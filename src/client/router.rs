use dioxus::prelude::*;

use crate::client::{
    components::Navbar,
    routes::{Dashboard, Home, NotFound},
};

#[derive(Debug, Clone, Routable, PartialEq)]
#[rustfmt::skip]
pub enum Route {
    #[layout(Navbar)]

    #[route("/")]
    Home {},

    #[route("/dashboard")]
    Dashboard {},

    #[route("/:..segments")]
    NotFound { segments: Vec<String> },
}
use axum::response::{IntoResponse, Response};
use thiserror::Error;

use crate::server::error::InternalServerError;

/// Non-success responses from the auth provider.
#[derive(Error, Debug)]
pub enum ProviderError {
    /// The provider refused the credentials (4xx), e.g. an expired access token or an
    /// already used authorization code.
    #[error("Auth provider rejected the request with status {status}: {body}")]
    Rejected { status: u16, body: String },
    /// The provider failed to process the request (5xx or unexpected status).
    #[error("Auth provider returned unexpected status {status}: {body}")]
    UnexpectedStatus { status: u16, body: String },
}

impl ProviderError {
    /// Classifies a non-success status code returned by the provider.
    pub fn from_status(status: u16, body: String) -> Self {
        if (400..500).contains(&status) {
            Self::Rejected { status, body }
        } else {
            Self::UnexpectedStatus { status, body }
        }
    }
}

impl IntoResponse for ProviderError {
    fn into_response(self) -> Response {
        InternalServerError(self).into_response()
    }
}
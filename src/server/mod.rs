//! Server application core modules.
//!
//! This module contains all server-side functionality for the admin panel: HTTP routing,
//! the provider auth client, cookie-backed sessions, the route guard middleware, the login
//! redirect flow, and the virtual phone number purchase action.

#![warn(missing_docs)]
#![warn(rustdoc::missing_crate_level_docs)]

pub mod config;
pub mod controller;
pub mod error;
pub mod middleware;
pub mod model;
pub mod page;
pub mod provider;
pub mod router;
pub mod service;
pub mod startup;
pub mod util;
*-*-*
**ACTION ITEM:** Take each line from the preceding material that contains "middleware" and copy it.

**OUTPUT BELOW:**
//! the provider auth client, cookie-backed sessions, the route guard middleware, the login
pub mod middleware;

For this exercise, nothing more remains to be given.